The processes by which different cells manage which genes are turned on and off, and how much protein is produced, are called gene regulation. And cells have more than one way of regulating gene activity. One approach to regulation, for example, relates to how chromosomes are wrapped up and coiled within the cell in the complicated structure known as chromatin. We'll cover this approach to gene regulation, sometimes called epigenetics, in another part of this module.

Here, we're going to focus on another way that cells regulate gene expression -- a team of specialized proteins in the cell called transcription factors (TFs). Understanding how TFs work is a big part of the modENCODE project.

Transcription Factors: Regulatory Authorities

Credit: DNA Learning Center/YouTube.

Most biology students are familiar with the basic molecular process by which a genotype (the way the gene for a specific trait is encoded in the DNA) is transformed into a phenotype (the expressed trait itself). The two steps:

  • Transcription. First, the genetic code is read off of the DNA and encoded into messenger RNA (mRNA). This process is handled by a protein called RNA polymerase, which zips down the DNA region and patches together pieces of RNA to form the long mRNA strand. (The process is well illustrated by the video at right from the DNA Learning Center, and also in a set of interactive slides from biologist-author John Kyrk.)
  • Translation. Once the mRNA has been assembled, it's used as a template for creating cellular proteins in the cell's ribosomes, which decode the message on the mRNA and construct the appropriate protein chain, in the process called translation. The assembled protein (sometimes altered after creation, in a process called posttranslational modification) then goes off to perform its specialized function in the cell.

While the process seems straightforward enough, in practice it's actually a complicated business. The organism, faced with a specific need, has to find, and read,

  • the right gene
  • in the right cell
  • at the right time
  • at the right level.

How can the cell possibly solve this problem? The most obvious way (but not the only way) to regulate gene expression is at the point of transcription itself -- directly controlling whether, and to what extent, a gene is activated. And that's where transcription factors (TFs) come in.

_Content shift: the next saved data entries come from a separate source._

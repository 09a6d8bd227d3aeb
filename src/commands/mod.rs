//! Command implementations for the toolbox CLI
//!
//! Each submodule handles a group of related commands.

pub mod categories;
pub mod config;
pub mod helpers;
pub mod images;
pub mod tools;
pub mod usage;

pub use categories::{
    cmd_category_add, cmd_category_list, cmd_category_remove, cmd_subcategory_add,
    cmd_subcategory_remove,
};

pub use config::{cmd_config_path, cmd_config_show};

pub use tools::{NewTool, ToolEdit, cmd_add, cmd_edit, cmd_list, cmd_remove, cmd_search, cmd_show};

pub use images::{cmd_images_import, cmd_images_list, cmd_images_remove};

pub use usage::{cmd_background, cmd_common, cmd_fav, cmd_favorites, cmd_used};
//! Catalog module - JSON-backed storage for categories and tools
//!
//! This module is split into focused submodules:
//! - `document`: one JSON file, its envelope shape and snapshot cache
//! - `categories`: category and subcategory CRUD
//! - `defaults`: built-in categories restored over a corrupt file
//! - `tools`: tool CRUD and category-scoped listing
//! - `normalize`: legacy category id repair
//! - `usage`: favorites and launch statistics
//! - `loader`: background tool loading

mod categories;
mod defaults;
mod document;
mod loader;
mod normalize;
mod tools;
mod usage;

pub use defaults::default_categories;
pub use document::Envelope;
pub use loader::LoadHandle;
pub use usage::COMMON_TOOLS_LIMIT;

use std::collections::HashMap;
use std::path::{Path, PathBuf};
use std::sync::{Arc, Mutex, MutexGuard, PoisonError};

use directories::ProjectDirs;

use crate::error::{Result, StoreError};
use crate::models::{Category, Tool};

use document::JsonDocument;
use loader::Generation;

pub const CATEGORIES_FILE: &str = "categories.json";
pub const TOOLS_FILE: &str = "tools.json";

/// Results of `get_tools_by_category`, valid for one loaded tool list
#[derive(Default)]
struct CategoryMemo {
    source: Option<Arc<Vec<Tool>>>,
    entries: HashMap<(i64, Option<i64>), Arc<Vec<Tool>>>,
}

/// Highest ids handed out by this instance, so deleted ids are not reissued
#[derive(Debug, Default)]
struct IssuedIds {
    category: i64,
    tool: i64,
}

/// Category and tool storage rooted at one data directory
pub struct Catalog {
    data_dir: PathBuf,
    categories: Arc<JsonDocument<Category>>,
    tools: Arc<JsonDocument<Tool>>,
    by_category: Mutex<CategoryMemo>,
    issued: Mutex<IssuedIds>,
    generation: Generation,
}

impl Catalog {
    /// Open the catalog in `data_dir`, creating the directory if needed.
    ///
    /// Missing data files are not an error; they read as empty collections.
    pub fn open(data_dir: impl Into<PathBuf>) -> Result<Self> {
        let data_dir = data_dir.into();
        std::fs::create_dir_all(&data_dir).map_err(|source| StoreError::Write {
            path: data_dir.clone(),
            source,
        })?;

        tracing::debug!(path = %data_dir.display(), "opened catalog");

        Ok(Self {
            categories: Arc::new(JsonDocument::new(
                data_dir.join(CATEGORIES_FILE),
                "categories",
            )),
            tools: Arc::new(JsonDocument::new(data_dir.join(TOOLS_FILE), "tools")),
            data_dir,
            by_category: Mutex::new(CategoryMemo::default()),
            issued: Mutex::new(IssuedIds::default()),
            generation: Generation::default(),
        })
    }

    /// Default data directory when the configuration does not name one
    pub fn default_data_dir() -> Option<PathBuf> {
        ProjectDirs::from("dev", "toolbox", "toolbox").map(|dirs| dirs.data_dir().to_path_buf())
    }

    pub fn data_dir(&self) -> &Path {
        &self.data_dir
    }

    pub fn categories_path(&self) -> &Path {
        self.categories.path()
    }

    pub fn tools_path(&self) -> &Path {
        self.tools.path()
    }

    fn memo(&self) -> MutexGuard<'_, CategoryMemo> {
        self.by_category
            .lock()
            .unwrap_or_else(PoisonError::into_inner)
    }

    fn issued(&self) -> MutexGuard<'_, IssuedIds> {
        self.issued.lock().unwrap_or_else(PoisonError::into_inner)
    }

    /// Drop every derived tool view; the next read goes back to disk
    fn invalidate_tool_views(&self) {
        self.tools.invalidate();
        *self.memo() = CategoryMemo::default();
    }
}

/// `max(existing, previously issued) + 1`, recording the result as issued
fn allocate_id(
    existing: impl Iterator<Item = i64>,
    issued: &mut i64,
    kind: &'static str,
) -> Result<i64> {
    let next = existing
        .max()
        .unwrap_or(0)
        .max(*issued)
        .checked_add(1)
        .ok_or(StoreError::IdsExhausted(kind))?;
    *issued = next;
    Ok(next)
}

/// Reject names that are empty once trimmed
fn require_non_empty(value: &str, field: &'static str) -> Result<()> {
    if value.trim().is_empty() {
        return Err(StoreError::EmptyField(field));
    }
    Ok(())
}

What Transcription Factors Are . . .

TFs are proteins that sit on the DNA -- more specifically, they are chemically tuned to bind to a specific sequence in the DNA next to the gene itself, known as an "enhancer" or "promoter" region -- and basically tell the RNA polymerase what to do with respect to that gene. If a TF helps polymerase find a gene and get started transcribing it, it is called an activator. And if it blocks RNA polymerase from transcribing the gene, it is called a repressor.

TFs can help determine not just whether a gene is expressed at all, but how strongly it's expressed -- that is, how much protein gets made. If a TF increases expression of a gene, it's said to up-regulate the gene; if it decreases gene expression, it's down-regulating. How do TFs accomplish this? A big part of it relates simply to how long the activator or repressor TF sits on the DNA -- the longer a TF is there, the bigger effect it can have.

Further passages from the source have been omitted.